(ASSIGNED TASK)
Every line in the records below with the string "paging" needs to be copied out.

[Collected data entries]
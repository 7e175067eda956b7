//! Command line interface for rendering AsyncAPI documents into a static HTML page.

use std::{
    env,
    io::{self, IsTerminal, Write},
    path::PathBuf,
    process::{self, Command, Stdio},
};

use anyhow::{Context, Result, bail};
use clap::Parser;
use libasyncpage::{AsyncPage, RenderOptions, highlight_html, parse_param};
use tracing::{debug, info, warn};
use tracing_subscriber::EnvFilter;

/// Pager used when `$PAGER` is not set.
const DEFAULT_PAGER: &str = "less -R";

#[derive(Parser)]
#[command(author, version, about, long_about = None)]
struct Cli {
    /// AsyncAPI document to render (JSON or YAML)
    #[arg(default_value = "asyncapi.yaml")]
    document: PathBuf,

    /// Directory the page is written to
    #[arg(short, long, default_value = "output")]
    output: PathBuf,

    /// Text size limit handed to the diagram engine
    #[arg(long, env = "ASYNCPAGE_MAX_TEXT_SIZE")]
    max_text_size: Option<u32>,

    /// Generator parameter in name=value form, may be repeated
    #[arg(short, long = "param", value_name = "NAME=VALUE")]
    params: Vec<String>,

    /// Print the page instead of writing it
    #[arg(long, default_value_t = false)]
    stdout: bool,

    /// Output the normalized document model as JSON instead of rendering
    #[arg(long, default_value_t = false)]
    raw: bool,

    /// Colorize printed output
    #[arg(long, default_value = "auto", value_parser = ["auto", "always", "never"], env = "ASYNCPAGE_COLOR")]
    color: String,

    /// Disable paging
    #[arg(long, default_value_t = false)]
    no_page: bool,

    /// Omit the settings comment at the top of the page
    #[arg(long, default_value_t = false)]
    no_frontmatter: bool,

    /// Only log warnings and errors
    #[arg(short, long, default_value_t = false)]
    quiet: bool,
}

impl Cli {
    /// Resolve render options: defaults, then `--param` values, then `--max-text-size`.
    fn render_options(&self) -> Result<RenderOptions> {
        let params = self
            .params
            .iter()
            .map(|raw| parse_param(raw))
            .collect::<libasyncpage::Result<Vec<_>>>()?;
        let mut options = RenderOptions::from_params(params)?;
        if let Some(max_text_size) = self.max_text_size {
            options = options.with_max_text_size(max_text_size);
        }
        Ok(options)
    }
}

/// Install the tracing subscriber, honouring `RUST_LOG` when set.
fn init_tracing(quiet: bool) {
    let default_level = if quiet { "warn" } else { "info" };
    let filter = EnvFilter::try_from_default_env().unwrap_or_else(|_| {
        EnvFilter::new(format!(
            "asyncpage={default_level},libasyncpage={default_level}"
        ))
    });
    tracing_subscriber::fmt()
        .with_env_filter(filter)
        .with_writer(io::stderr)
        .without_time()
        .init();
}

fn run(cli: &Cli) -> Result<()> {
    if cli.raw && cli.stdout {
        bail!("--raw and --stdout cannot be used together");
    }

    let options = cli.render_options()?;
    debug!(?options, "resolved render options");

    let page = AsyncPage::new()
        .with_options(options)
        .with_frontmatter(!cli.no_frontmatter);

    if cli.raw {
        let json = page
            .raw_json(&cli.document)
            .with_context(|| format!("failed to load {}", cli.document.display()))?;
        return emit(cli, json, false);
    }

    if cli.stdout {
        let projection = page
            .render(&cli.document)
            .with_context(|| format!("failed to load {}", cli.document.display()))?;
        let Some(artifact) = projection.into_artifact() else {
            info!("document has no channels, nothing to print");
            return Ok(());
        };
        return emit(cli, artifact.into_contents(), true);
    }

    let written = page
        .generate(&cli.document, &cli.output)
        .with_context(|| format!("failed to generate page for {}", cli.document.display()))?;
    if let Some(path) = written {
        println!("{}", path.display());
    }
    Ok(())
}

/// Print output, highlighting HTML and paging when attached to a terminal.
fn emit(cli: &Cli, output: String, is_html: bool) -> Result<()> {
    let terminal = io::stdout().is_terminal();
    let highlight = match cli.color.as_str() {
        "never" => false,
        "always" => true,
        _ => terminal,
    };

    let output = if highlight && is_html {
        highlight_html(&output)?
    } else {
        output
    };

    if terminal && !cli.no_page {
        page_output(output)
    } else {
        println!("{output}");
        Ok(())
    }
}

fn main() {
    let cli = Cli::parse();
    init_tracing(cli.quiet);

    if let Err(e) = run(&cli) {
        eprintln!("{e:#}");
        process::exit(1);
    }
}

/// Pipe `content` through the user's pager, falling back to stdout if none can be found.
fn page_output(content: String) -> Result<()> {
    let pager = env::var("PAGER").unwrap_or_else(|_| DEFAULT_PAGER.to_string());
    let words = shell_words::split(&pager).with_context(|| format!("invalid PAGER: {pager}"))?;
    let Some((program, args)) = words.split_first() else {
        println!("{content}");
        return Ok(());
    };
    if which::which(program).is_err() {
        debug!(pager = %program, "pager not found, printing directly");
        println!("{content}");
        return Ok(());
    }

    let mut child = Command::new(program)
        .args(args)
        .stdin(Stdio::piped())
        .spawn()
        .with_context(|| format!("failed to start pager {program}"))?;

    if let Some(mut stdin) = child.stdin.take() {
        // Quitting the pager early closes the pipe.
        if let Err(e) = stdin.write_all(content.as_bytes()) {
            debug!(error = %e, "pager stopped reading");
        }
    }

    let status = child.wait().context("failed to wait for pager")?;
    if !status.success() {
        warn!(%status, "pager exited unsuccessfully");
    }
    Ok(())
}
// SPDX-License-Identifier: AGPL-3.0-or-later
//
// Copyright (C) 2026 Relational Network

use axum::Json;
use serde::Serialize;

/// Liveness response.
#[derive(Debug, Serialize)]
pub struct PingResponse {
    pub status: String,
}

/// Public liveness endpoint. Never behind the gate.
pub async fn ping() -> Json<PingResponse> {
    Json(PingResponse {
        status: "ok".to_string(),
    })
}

(TASK SOLUTION)
    /// Disable paging
/// Print output, highlighting HTML and paging when attached to a terminal.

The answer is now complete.